**Work item:**
Select every line below containing the word "length".
START Records for this exercise
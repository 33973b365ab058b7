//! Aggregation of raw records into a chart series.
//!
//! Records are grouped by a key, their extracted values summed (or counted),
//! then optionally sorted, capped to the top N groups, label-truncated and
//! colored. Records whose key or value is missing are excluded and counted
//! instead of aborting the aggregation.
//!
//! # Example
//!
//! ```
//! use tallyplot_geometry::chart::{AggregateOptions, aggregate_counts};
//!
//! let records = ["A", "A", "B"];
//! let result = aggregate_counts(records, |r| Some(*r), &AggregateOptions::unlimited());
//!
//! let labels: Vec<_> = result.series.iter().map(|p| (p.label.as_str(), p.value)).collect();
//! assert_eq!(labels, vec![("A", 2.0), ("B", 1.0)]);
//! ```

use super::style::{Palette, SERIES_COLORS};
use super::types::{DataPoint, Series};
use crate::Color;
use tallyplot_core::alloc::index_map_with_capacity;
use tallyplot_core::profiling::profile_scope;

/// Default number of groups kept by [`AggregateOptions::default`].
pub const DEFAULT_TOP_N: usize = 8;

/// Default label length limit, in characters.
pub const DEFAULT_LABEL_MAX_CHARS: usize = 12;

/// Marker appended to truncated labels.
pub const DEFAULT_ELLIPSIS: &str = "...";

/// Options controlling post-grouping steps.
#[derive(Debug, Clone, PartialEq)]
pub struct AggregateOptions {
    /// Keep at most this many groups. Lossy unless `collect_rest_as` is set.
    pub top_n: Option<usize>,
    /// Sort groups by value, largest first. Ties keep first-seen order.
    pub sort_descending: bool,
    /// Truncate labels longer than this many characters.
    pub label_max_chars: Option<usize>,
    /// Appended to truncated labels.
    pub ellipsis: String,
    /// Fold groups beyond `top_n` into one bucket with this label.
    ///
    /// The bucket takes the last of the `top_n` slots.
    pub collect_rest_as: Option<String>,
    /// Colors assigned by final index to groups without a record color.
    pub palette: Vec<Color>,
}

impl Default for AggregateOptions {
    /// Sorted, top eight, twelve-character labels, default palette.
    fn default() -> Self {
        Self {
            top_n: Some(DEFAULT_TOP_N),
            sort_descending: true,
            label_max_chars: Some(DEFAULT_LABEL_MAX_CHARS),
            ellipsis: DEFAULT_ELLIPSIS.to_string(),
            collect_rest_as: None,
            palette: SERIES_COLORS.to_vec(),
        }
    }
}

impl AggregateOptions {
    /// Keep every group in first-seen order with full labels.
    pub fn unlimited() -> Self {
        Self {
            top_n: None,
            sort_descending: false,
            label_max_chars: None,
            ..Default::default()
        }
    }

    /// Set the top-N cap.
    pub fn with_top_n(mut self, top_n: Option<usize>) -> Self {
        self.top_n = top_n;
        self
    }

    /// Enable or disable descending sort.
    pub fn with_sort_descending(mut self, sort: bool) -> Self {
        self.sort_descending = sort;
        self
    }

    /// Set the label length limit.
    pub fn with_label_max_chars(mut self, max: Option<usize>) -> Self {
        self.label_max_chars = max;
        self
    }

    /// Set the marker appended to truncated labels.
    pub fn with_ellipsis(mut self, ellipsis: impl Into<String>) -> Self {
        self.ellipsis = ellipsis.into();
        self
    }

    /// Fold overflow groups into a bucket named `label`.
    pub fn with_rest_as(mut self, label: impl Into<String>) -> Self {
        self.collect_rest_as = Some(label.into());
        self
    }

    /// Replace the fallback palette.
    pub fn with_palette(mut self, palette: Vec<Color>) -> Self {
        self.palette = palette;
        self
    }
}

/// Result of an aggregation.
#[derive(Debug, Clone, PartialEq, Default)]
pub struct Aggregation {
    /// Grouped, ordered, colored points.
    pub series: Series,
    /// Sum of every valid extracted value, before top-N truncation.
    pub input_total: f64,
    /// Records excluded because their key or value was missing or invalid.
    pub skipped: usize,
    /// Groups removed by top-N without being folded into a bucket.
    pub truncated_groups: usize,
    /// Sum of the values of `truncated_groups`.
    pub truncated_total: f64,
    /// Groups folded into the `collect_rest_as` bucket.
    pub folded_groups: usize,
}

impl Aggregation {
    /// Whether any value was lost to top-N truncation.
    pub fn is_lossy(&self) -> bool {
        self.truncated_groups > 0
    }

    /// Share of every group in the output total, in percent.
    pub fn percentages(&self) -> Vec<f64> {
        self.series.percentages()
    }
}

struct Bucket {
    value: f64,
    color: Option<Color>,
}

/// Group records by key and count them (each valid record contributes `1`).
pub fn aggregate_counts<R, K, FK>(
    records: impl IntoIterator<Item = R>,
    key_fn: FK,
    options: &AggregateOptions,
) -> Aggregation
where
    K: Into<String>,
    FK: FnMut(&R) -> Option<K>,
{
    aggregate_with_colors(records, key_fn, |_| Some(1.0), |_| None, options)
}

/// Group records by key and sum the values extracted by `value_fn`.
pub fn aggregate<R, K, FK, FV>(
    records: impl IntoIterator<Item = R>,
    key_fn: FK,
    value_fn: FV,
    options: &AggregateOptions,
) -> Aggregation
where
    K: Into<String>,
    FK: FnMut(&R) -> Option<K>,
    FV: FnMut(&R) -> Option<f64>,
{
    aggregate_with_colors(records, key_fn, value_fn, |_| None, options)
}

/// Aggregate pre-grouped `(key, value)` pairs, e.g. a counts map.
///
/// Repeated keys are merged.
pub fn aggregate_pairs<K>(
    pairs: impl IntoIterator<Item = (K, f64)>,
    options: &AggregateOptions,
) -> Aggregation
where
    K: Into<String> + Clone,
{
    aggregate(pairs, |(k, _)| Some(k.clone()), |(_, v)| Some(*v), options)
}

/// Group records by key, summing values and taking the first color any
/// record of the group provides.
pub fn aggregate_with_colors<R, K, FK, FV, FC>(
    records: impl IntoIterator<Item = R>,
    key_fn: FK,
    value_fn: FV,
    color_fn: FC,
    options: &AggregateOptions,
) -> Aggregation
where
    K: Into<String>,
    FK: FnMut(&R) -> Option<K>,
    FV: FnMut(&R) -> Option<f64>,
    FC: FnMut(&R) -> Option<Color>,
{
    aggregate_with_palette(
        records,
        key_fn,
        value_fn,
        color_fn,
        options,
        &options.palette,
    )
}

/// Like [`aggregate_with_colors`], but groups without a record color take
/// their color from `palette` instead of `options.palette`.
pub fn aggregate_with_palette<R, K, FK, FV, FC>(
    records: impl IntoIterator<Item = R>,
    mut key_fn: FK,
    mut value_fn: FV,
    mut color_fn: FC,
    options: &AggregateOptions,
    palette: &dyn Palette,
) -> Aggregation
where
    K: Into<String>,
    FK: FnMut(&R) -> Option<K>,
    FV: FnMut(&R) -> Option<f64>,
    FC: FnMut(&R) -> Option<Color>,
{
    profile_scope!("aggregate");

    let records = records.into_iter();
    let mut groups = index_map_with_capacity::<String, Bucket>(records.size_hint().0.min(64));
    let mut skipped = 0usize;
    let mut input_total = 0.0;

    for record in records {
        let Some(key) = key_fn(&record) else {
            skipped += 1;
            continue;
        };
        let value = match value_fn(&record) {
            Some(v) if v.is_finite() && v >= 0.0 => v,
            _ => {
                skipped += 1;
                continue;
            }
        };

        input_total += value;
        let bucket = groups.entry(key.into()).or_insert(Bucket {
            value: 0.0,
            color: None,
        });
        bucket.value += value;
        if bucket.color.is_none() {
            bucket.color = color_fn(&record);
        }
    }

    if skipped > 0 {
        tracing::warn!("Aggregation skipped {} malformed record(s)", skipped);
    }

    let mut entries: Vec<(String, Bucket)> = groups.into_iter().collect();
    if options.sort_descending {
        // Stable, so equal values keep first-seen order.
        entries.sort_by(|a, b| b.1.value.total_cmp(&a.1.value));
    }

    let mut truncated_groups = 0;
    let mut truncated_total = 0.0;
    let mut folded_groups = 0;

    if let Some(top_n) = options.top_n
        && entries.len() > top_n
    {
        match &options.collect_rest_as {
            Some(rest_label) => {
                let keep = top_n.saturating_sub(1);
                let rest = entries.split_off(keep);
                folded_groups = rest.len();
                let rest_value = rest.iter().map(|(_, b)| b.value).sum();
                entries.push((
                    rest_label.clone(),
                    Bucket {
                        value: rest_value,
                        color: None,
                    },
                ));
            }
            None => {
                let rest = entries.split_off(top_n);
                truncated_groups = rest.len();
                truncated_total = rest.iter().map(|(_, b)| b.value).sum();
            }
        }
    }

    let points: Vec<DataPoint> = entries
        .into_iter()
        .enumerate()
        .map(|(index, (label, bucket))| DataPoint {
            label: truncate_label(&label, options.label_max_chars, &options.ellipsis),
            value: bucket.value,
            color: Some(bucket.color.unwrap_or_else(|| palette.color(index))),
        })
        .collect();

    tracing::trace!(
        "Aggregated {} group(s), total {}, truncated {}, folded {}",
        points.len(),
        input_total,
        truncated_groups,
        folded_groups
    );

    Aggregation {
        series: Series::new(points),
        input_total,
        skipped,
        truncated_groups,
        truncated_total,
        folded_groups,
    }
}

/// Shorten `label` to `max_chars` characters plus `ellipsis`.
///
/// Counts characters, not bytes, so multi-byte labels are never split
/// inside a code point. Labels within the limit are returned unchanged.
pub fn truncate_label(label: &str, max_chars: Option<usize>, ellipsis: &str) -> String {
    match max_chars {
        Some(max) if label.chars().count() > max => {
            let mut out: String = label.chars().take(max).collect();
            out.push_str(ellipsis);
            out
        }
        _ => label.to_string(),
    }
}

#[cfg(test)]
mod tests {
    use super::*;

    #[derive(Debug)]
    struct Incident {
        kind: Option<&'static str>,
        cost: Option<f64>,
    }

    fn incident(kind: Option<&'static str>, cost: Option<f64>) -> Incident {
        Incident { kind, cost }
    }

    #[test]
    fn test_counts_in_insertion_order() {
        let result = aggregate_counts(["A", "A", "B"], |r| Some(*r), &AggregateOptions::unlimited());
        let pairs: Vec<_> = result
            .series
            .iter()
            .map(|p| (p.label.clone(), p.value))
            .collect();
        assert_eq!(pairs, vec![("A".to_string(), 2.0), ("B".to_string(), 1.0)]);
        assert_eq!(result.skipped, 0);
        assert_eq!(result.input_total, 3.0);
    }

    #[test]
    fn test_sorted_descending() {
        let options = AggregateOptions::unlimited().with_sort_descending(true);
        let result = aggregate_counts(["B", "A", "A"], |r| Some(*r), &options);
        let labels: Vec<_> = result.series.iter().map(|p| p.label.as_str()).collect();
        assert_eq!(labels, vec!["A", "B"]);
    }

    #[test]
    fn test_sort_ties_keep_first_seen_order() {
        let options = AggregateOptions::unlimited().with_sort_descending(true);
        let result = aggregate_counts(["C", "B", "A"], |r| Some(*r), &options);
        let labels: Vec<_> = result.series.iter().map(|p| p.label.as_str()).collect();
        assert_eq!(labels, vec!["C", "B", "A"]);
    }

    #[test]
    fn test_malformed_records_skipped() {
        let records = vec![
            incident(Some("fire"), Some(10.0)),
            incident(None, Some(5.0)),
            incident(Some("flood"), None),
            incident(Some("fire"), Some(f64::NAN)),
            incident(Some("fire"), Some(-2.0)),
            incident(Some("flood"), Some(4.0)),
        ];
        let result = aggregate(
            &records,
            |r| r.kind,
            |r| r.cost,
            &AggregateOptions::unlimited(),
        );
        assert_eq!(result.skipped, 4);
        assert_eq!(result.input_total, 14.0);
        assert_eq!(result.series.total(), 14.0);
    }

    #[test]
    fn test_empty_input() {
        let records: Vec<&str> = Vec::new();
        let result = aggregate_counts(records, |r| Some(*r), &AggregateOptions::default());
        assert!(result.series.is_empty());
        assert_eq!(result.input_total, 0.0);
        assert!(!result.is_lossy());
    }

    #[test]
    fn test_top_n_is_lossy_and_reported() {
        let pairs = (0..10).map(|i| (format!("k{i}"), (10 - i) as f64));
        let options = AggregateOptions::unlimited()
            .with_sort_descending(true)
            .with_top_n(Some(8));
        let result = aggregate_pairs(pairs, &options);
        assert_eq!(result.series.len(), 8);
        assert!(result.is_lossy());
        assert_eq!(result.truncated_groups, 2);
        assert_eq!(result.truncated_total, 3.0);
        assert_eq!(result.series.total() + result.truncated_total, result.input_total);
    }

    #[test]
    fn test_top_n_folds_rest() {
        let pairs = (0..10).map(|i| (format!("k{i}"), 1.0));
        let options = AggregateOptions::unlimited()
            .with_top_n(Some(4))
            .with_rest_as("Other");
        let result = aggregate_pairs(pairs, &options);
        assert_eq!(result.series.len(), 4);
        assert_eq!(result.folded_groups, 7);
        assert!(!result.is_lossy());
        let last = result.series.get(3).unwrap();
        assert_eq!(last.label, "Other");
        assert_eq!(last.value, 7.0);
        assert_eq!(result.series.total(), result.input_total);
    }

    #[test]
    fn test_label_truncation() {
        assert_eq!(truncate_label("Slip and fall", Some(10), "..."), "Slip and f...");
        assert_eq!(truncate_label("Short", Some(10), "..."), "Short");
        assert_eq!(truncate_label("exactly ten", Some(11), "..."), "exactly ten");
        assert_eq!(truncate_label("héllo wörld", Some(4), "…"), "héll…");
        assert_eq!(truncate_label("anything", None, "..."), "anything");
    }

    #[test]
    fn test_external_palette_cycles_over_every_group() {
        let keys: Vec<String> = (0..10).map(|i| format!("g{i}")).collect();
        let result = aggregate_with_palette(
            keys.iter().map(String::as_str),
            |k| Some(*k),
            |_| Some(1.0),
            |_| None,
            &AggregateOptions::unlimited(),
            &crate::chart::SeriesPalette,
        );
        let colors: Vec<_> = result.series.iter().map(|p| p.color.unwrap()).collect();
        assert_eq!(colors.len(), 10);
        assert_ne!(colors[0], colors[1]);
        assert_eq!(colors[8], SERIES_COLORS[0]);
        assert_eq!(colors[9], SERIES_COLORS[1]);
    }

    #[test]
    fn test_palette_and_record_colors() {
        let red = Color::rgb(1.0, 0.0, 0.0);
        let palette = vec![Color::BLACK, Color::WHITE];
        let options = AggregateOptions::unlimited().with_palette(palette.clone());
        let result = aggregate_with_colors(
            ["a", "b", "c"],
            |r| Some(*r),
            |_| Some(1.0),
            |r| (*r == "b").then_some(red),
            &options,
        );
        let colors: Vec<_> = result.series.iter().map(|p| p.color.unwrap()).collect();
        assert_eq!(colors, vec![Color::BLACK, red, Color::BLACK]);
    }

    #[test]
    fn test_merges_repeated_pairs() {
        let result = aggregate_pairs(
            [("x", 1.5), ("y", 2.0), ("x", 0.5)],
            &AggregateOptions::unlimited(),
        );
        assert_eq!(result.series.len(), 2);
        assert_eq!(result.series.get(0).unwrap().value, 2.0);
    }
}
END Records for this exercise
**Written answer:**
/// Default label length limit, in characters.
    /// Set the label length limit.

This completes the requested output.